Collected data
- - -
// HTTP transport seam: one GET per call, no retries

use crate::error::TransportError;
use crate::query::QueryParams;
use async_trait::async_trait;
use bytes::Bytes;
use std::time::Duration;

#[derive(Debug, Clone, PartialEq, Eq)]
pub struct HttpResponse {
    pub status: u16,
    pub body: Bytes,
}

impl HttpResponse {
    pub fn new(status: u16, body: impl Into<Bytes>) -> Self {
        Self {
            status,
            body: body.into(),
        }
    }

    pub fn is_success(&self) -> bool {
        (200..300).contains(&self.status)
    }
}

/// Issues a single GET. Any status code is a successful transport outcome;
/// `Err` means no response was obtained.
#[async_trait]
pub trait HttpTransport: Send + Sync + 'static {
    async fn get(&self, url: &str, params: &QueryParams) -> Result<HttpResponse, TransportError>;
}

pub struct ReqwestTransport {
    client: reqwest::Client,
}

impl ReqwestTransport {
    pub fn new(timeout: Option<Duration>) -> Result<Self, TransportError> {
        let mut builder = reqwest::Client::builder()
            .user_agent(concat!("ticketmaster-mcp/", env!("CARGO_PKG_VERSION")));
        if let Some(timeout) = timeout {
            builder = builder.timeout(timeout);
        }
        Ok(Self {
            client: builder.build()?,
        })
    }
}

#[async_trait]
impl HttpTransport for ReqwestTransport {
    async fn get(&self, url: &str, params: &QueryParams) -> Result<HttpResponse, TransportError> {
        let response = self
            .client
            .get(url)
            .query(params.as_pairs())
            .send()
            .await?;
        let status = response.status().as_u16();
        Ok(assemble_response(status, response.bytes().await)?)
    }
}

// A failing status stays classifiable even when its body cannot be read
fn assemble_response<E>(status: u16, body: Result<Bytes, E>) -> Result<HttpResponse, E> {
    match body {
        Ok(body) => Ok(HttpResponse { status, body }),
        Err(_) if !(200..300).contains(&status) => Ok(HttpResponse::new(status, Bytes::new())),
        Err(err) => Err(err),
    }
}
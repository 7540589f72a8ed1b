// Ticketmaster Discovery API exposed as MCP tools

pub mod client;
pub mod config;
pub mod date_range;
pub mod error;
pub mod format;
pub mod logging;
pub mod query;
pub mod server;
pub mod tools;
pub mod transport;
pub mod types;

// Re-export key types for convenience
pub use client::{TicketmasterClient, MSG_VENUE_ID};
pub use config::{ClientConfig, ServerConfig};
pub use date_range::{format_date_range, parse_date_input, DateRange};
pub use error::{ApiError, InvocationError, TicketmasterError, TransportError};
pub use format::{format_results, OutputFormat};
pub use logging::init_tracing;
pub use query::{build_search_params, build_venue_events_params, QueryParams};
pub use server::McpServer;
pub use tools::{tool_definitions, ToolHandler, SEARCH_TOOL};
pub use transport::{HttpResponse, HttpTransport, ReqwestTransport};
pub use types::{
    Attraction, Event, SearchQuery, SearchRequest, SearchResults, SearchType, Venue,
};
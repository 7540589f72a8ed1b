// Discovery API client: one GET per operation, envelope unwrapped into flat entity lists

use crate::config::ClientConfig;
use crate::error::{classify, fallback_message, Result, TicketmasterError, TransportError};
use crate::query::{build_search_params, build_venue_events_params, QueryParams};
use crate::transport::{HttpTransport, ReqwestTransport};
use crate::types::{Attraction, Envelope, Event, SearchQuery, SearchRequest, SearchResults, SearchType, Venue};
use chrono::{DateTime, TimeZone};
use tracing::{debug, warn};

/// Madison Square Garden
pub const MSG_VENUE_ID: &str = "KovZpZA7AAEA";

pub struct TicketmasterClient<T = ReqwestTransport> {
    api_key: String,
    base_url: String,
    transport: T,
}

impl TicketmasterClient<ReqwestTransport> {
    pub fn new(config: ClientConfig) -> Result<Self> {
        let transport = ReqwestTransport::new(config.timeout)?;
        Self::with_transport(config, transport)
    }
}

impl<T: HttpTransport> TicketmasterClient<T> {
    pub fn with_transport(config: ClientConfig, transport: T) -> Result<Self> {
        if config.api_key.trim().is_empty() {
            return Err(TicketmasterError::ConfigError("API key is required".to_string()));
        }
        Ok(Self {
            api_key: config.api_key,
            base_url: config.base_url.trim_end_matches('/').to_string(),
            transport,
        })
    }

    pub fn base_url(&self) -> &str {
        &self.base_url
    }

    pub async fn search(&self, request: &SearchRequest) -> Result<SearchResults> {
        match request.search_type {
            SearchType::Event => self.search_events(&request.query).await.map(SearchResults::Events),
            SearchType::Venue => self.search_venues(&request.query).await.map(SearchResults::Venues),
            SearchType::Attraction => self
                .search_attractions(&request.query)
                .await
                .map(SearchResults::Attractions),
        }
    }

    pub async fn search_events(&self, query: &SearchQuery) -> Result<Vec<Event>> {
        let params = build_search_params(&self.api_key, query);
        Ok(self.fetch(SearchType::Event, &params).await?.into_events())
    }

    pub async fn search_venues(&self, query: &SearchQuery) -> Result<Vec<Venue>> {
        let params = build_search_params(&self.api_key, query);
        Ok(self.fetch(SearchType::Venue, &params).await?.into_venues())
    }

    pub async fn search_attractions(&self, query: &SearchQuery) -> Result<Vec<Attraction>> {
        let params = build_search_params(&self.api_key, query);
        Ok(self.fetch(SearchType::Attraction, &params).await?.into_attractions())
    }

    /// Every event at Madison Square Garden between the two dates, whole days inclusive.
    pub async fn get_events_at_venue<Tz: TimeZone>(
        &self,
        start: &DateTime<Tz>,
        end: &DateTime<Tz>,
    ) -> Result<Vec<Event>> {
        let params = build_venue_events_params(&self.api_key, MSG_VENUE_ID, start, end);
        Ok(self.fetch(SearchType::Event, &params).await?.into_events())
    }

    async fn fetch(&self, search_type: SearchType, params: &QueryParams) -> Result<Envelope> {
        let resource = search_type.resource();
        let url = format!("{}/{}", self.base_url, resource);
        debug!(resource, params = params.len(), "Sending discovery request");

        let outcome = self.transport.get(&url, params).await;
        let response = classify(outcome, &fallback_message(resource)).map_err(|err| {
            warn!(resource, error = %err, "Discovery request failed");
            err
        })?;

        let envelope: Envelope = serde_json::from_slice(&response.body)
            .map_err(|source| TransportError::Decode { resource, source })?;

        match &envelope.page {
            Some(page) => debug!(
                resource,
                total_elements = page.total_elements,
                total_pages = page.total_pages,
                page = page.number,
                "Discovery response received"
            ),
            None => debug!(resource, "Discovery response received without page info"),
        }

        Ok(envelope)
    }
}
- - -
Each record above is to be written out again, without any change.

Result of this exercise
// HTTP transport seam: one GET per call, no retries

use crate::error::TransportError;
use crate::query::QueryParams;
use async_trait::async_trait;
use bytes::Bytes;
use std::time::Duration;

#[derive(Debug, Clone, PartialEq, Eq)]
pub struct HttpResponse {
    pub status: u16,
    pub body: Bytes,
}

impl HttpResponse {
    pub fn new(status: u16, body: impl Into<Bytes>) -> Self {
        Self {
            status,
            body: body.into(),
        }
    }

    pub fn is_success(&self) -> bool {
        (200..300).contains(&self.status)
    }
}

/// Issues a single GET. Any status code is a successful transport outcome;
/// `Err` means no response was obtained.
#[async_trait]
pub trait HttpTransport: Send + Sync + 'static {
    async fn get(&self, url: &str, params: &QueryParams) -> Result<HttpResponse, TransportError>;
}

pub struct ReqwestTransport {
    client: reqwest::Client,
}

impl ReqwestTransport {
    pub fn new(timeout: Option<Duration>) -> Result<Self, TransportError> {
        let mut builder = reqwest::Client::builder()
            .user_agent(concat!("ticketmaster-mcp/", env!("CARGO_PKG_VERSION")));
        if let Some(timeout) = timeout {
            builder = builder.timeout(timeout);
        }
        Ok(Self {
            client: builder.build()?,
        })
    }
}

#[async_trait]
impl HttpTransport for ReqwestTransport {
    async fn get(&self, url: &str, params: &QueryParams) -> Result<HttpResponse, TransportError> {
        let response = self
            .client
            .get(url)
            .query(params.as_pairs())
            .send()
            .await?;
        let status = response.status().as_u16();
        Ok(assemble_response(status, response.bytes().await)?)
    }
}

// A failing status stays classifiable even when its body cannot be read
fn assemble_response<E>(status: u16, body: Result<Bytes, E>) -> Result<HttpResponse, E> {
    match body {
        Ok(body) => Ok(HttpResponse { status, body }),
        Err(_) if !(200..300).contains(&status) => Ok(HttpResponse::new(status, Bytes::new())),
        Err(err) => Err(err),
    }
}
repository 7540589f72a8ed1b
// Ticketmaster Discovery API exposed as MCP tools

pub mod client;
pub mod config;
pub mod date_range;
pub mod error;
pub mod format;
pub mod logging;
pub mod query;
pub mod server;
pub mod tools;
pub mod transport;
pub mod types;

// Re-export key types for convenience
pub use client::{TicketmasterClient, MSG_VENUE_ID};
pub use config::{ClientConfig, ServerConfig};
pub use date_range::{format_date_range, parse_date_input, DateRange};
pub use error::{ApiError, InvocationError, TicketmasterError, TransportError};
pub use format::{format_results, OutputFormat};
pub use logging::init_tracing;
pub use query::{build_search_params, build_venue_events_params, QueryParams};
pub use server::McpServer;
pub use tools::{tool_definitions, ToolHandler, SEARCH_TOOL};
pub use transport::{HttpResponse, HttpTransport, ReqwestTransport};
pub use types::{
    Attraction, Event, SearchQuery, SearchRequest, SearchResults, SearchType, Venue,
};
repository 7540589f72a8ed1b
// Discovery API client: one GET per operation, envelope unwrapped into flat entity lists

use crate::config::ClientConfig;
use crate::error::{classify, fallback_message, Result, TicketmasterError, TransportError};
use crate::query::{build_search_params, build_venue_events_params, QueryParams};
use crate::transport::{HttpTransport, ReqwestTransport};
use crate::types::{Attraction, Envelope, Event, SearchQuery, SearchRequest, SearchResults, SearchType, Venue};
use chrono::{DateTime, TimeZone};
use tracing::{debug, warn};

/// Madison Square Garden
pub const MSG_VENUE_ID: &str = "KovZpZA7AAEA";

pub struct TicketmasterClient<T = ReqwestTransport> {
    api_key: String,
    base_url: String,
    transport: T,
}

impl TicketmasterClient<ReqwestTransport> {
    pub fn new(config: ClientConfig) -> Result<Self> {
        let transport = ReqwestTransport::new(config.timeout)?;
        Self::with_transport(config, transport)
    }
}

impl<T: HttpTransport> TicketmasterClient<T> {
    pub fn with_transport(config: ClientConfig, transport: T) -> Result<Self> {
        if config.api_key.trim().is_empty() {
            return Err(TicketmasterError::ConfigError("API key is required".to_string()));
        }
        Ok(Self {
            api_key: config.api_key,
            base_url: config.base_url.trim_end_matches('/').to_string(),
            transport,
        })
    }

    pub fn base_url(&self) -> &str {
        &self.base_url
    }

    pub async fn search(&self, request: &SearchRequest) -> Result<SearchResults> {
        match request.search_type {
            SearchType::Event => self.search_events(&request.query).await.map(SearchResults::Events),
            SearchType::Venue => self.search_venues(&request.query).await.map(SearchResults::Venues),
            SearchType::Attraction => self
                .search_attractions(&request.query)
                .await
                .map(SearchResults::Attractions),
        }
    }

    pub async fn search_events(&self, query: &SearchQuery) -> Result<Vec<Event>> {
        let params = build_search_params(&self.api_key, query);
        Ok(self.fetch(SearchType::Event, &params).await?.into_events())
    }

    pub async fn search_venues(&self, query: &SearchQuery) -> Result<Vec<Venue>> {
        let params = build_search_params(&self.api_key, query);
        Ok(self.fetch(SearchType::Venue, &params).await?.into_venues())
    }

    pub async fn search_attractions(&self, query: &SearchQuery) -> Result<Vec<Attraction>> {
        let params = build_search_params(&self.api_key, query);
        Ok(self.fetch(SearchType::Attraction, &params).await?.into_attractions())
    }

    /// Every event at Madison Square Garden between the two dates, whole days inclusive.
    pub async fn get_events_at_venue<Tz: TimeZone>(
        &self,
        start: &DateTime<Tz>,
        end: &DateTime<Tz>,
    ) -> Result<Vec<Event>> {
        let params = build_venue_events_params(&self.api_key, MSG_VENUE_ID, start, end);
        Ok(self.fetch(SearchType::Event, &params).await?.into_events())
    }

    async fn fetch(&self, search_type: SearchType, params: &QueryParams) -> Result<Envelope> {
        let resource = search_type.resource();
        let url = format!("{}/{}", self.base_url, resource);
        debug!(resource, params = params.len(), "Sending discovery request");

        let outcome = self.transport.get(&url, params).await;
        let response = classify(outcome, &fallback_message(resource)).map_err(|err| {
            warn!(resource, error = %err, "Discovery request failed");
            err
        })?;

        let envelope: Envelope = serde_json::from_slice(&response.body)
            .map_err(|source| TransportError::Decode { resource, source })?;

        match &envelope.page {
            Some(page) => debug!(
                resource,
                total_elements = page.total_elements,
                total_pages = page.total_pages,
                page = page.number,
                "Discovery response received"
            ),
            None => debug!(resource, "Discovery response received without page info"),
        }

        Ok(envelope)
    }
}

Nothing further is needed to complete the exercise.